> **Problem requirements**
Reproduce, without any change, the span of lines from the opening of the records below to the line containing "and re-gate it.", inclusive.

(Stored items)
- - -

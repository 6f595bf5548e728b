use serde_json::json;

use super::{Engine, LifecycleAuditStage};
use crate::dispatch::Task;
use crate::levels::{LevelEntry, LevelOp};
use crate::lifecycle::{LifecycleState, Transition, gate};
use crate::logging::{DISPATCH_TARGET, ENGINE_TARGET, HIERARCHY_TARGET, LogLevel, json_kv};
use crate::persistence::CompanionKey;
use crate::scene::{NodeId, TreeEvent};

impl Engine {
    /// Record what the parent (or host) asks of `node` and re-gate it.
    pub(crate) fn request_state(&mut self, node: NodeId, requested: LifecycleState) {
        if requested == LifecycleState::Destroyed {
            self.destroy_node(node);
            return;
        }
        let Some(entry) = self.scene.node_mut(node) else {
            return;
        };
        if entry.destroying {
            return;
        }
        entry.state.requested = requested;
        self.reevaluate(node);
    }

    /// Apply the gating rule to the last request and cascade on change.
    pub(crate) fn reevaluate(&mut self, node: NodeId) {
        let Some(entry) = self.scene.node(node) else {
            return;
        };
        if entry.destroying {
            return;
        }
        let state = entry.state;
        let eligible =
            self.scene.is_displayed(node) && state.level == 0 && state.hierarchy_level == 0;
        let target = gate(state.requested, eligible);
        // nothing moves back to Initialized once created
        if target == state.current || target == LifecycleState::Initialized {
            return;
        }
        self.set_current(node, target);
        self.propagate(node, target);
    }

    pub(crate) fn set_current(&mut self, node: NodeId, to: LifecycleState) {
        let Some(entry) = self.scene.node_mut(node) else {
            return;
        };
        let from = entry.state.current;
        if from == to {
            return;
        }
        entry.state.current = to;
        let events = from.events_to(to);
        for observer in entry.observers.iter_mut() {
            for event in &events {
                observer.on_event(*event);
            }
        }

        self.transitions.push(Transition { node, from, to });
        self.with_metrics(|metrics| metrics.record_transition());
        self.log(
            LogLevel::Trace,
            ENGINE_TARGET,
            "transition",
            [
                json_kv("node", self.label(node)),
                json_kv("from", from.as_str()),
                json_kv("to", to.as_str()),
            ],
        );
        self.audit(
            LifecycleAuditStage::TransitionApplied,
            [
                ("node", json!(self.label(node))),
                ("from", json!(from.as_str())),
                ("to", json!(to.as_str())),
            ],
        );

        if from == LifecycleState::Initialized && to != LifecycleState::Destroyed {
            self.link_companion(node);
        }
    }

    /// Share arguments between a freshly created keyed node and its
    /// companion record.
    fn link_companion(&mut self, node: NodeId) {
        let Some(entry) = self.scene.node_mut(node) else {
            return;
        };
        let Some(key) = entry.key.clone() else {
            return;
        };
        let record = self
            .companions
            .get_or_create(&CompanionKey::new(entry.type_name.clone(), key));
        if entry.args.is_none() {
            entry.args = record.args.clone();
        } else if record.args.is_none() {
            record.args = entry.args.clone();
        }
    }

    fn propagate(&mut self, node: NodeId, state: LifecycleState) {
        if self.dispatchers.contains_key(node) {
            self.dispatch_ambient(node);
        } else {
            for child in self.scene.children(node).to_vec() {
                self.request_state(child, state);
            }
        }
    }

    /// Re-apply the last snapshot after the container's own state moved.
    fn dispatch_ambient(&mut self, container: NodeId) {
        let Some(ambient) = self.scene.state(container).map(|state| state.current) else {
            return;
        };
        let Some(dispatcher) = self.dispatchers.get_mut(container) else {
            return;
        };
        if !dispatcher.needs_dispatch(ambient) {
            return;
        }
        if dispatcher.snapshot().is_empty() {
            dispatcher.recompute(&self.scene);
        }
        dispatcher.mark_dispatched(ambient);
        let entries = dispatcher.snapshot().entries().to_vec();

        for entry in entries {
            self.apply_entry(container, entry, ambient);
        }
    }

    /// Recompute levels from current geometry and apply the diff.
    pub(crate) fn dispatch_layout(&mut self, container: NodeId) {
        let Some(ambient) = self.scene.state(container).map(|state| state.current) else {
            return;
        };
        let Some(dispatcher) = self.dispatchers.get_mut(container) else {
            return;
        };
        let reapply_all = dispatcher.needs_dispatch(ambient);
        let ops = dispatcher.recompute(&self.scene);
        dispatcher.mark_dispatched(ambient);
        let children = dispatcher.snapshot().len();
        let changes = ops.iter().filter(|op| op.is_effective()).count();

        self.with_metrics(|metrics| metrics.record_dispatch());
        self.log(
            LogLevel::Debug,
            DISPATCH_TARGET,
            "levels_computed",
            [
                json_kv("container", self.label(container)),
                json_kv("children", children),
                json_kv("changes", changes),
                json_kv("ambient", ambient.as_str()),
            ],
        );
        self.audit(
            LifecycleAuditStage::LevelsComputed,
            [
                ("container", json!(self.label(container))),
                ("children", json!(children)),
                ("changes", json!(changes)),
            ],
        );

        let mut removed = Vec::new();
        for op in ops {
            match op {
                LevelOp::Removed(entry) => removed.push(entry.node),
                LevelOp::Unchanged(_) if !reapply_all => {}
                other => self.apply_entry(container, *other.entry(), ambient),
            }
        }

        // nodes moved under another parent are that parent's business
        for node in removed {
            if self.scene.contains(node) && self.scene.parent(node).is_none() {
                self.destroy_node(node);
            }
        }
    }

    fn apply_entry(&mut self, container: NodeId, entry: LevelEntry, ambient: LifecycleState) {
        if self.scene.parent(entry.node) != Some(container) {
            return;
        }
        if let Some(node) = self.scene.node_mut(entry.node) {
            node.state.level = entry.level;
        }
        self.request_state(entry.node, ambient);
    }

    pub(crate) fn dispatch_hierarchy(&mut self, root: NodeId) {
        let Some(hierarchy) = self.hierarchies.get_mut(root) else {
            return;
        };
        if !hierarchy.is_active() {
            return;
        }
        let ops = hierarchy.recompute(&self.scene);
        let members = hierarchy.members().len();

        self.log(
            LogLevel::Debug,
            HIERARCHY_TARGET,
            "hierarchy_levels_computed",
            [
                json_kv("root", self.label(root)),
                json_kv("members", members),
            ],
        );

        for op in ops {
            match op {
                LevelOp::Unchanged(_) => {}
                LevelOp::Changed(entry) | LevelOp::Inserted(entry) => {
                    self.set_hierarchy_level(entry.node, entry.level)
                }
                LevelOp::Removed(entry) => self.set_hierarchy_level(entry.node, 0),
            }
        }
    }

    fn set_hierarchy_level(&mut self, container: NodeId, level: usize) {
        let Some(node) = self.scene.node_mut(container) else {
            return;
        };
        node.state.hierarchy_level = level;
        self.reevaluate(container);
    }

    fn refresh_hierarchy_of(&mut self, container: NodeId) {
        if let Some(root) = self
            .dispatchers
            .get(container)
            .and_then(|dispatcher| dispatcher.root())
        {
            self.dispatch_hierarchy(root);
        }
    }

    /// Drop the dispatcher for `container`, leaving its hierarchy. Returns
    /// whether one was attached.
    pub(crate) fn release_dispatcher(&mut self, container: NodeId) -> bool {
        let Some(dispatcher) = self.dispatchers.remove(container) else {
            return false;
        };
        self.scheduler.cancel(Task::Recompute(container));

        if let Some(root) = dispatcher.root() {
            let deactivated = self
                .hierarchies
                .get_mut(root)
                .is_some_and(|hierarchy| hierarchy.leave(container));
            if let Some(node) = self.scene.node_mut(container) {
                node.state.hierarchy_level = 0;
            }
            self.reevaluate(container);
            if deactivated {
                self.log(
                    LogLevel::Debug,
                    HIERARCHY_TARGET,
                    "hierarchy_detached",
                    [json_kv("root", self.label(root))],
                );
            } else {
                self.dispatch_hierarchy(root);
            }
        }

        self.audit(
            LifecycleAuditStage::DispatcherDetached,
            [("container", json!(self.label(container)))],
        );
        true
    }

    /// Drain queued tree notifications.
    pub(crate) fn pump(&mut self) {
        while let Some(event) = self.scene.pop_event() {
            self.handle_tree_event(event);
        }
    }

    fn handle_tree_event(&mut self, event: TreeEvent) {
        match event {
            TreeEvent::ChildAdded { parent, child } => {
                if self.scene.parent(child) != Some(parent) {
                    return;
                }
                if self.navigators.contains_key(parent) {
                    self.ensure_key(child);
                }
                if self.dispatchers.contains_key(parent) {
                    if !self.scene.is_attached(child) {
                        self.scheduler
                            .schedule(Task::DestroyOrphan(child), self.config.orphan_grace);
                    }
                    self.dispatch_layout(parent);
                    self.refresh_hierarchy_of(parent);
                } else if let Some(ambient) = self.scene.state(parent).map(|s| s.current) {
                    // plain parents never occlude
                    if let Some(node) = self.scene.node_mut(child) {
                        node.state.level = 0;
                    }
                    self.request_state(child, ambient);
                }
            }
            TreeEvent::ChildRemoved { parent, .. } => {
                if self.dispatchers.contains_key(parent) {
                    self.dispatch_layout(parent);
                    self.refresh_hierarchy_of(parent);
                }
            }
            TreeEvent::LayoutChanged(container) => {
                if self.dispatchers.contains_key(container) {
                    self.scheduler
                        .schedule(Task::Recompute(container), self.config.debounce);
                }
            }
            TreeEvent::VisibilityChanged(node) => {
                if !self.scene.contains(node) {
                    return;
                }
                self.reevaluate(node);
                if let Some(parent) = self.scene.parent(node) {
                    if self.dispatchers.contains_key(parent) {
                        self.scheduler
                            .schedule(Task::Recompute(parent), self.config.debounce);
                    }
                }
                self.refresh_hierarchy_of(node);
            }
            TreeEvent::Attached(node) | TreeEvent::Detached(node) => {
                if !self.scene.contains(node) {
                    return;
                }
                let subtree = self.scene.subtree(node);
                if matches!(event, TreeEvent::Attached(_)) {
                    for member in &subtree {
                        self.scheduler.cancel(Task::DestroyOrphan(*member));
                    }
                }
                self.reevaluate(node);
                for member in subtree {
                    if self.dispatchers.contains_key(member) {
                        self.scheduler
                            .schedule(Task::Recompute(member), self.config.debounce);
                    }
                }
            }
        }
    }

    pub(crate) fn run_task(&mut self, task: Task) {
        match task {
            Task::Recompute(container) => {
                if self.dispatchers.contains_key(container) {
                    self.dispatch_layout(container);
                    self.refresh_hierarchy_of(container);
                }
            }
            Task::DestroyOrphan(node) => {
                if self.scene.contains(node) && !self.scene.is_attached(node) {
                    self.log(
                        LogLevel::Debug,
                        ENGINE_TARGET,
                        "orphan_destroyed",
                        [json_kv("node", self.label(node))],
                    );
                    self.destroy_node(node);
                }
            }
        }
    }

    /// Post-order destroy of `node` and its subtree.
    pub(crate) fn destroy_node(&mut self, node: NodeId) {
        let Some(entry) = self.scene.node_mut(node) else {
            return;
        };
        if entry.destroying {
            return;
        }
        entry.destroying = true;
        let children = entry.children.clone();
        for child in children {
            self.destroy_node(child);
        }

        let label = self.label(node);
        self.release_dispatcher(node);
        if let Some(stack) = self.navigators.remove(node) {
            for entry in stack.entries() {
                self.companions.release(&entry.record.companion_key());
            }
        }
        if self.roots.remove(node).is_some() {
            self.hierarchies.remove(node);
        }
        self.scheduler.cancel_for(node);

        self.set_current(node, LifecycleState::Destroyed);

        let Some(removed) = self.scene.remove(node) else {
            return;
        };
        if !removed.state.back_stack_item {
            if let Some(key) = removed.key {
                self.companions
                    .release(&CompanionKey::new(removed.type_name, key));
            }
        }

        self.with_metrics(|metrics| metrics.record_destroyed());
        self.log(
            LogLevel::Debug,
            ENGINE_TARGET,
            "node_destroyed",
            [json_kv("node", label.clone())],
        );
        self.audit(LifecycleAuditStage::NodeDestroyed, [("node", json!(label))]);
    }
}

- - -

> **Answer box**
repository 6f595bf5548e728b
use serde_json::json;

use super::{Engine, LifecycleAuditStage};
use crate::dispatch::Task;
use crate::levels::{LevelEntry, LevelOp};
use crate::lifecycle::{LifecycleState, Transition, gate};
use crate::logging::{DISPATCH_TARGET, ENGINE_TARGET, HIERARCHY_TARGET, LogLevel, json_kv};
use crate::persistence::CompanionKey;
use crate::scene::{NodeId, TreeEvent};

impl Engine {
    /// Record what the parent (or host) asks of `node` and re-gate it.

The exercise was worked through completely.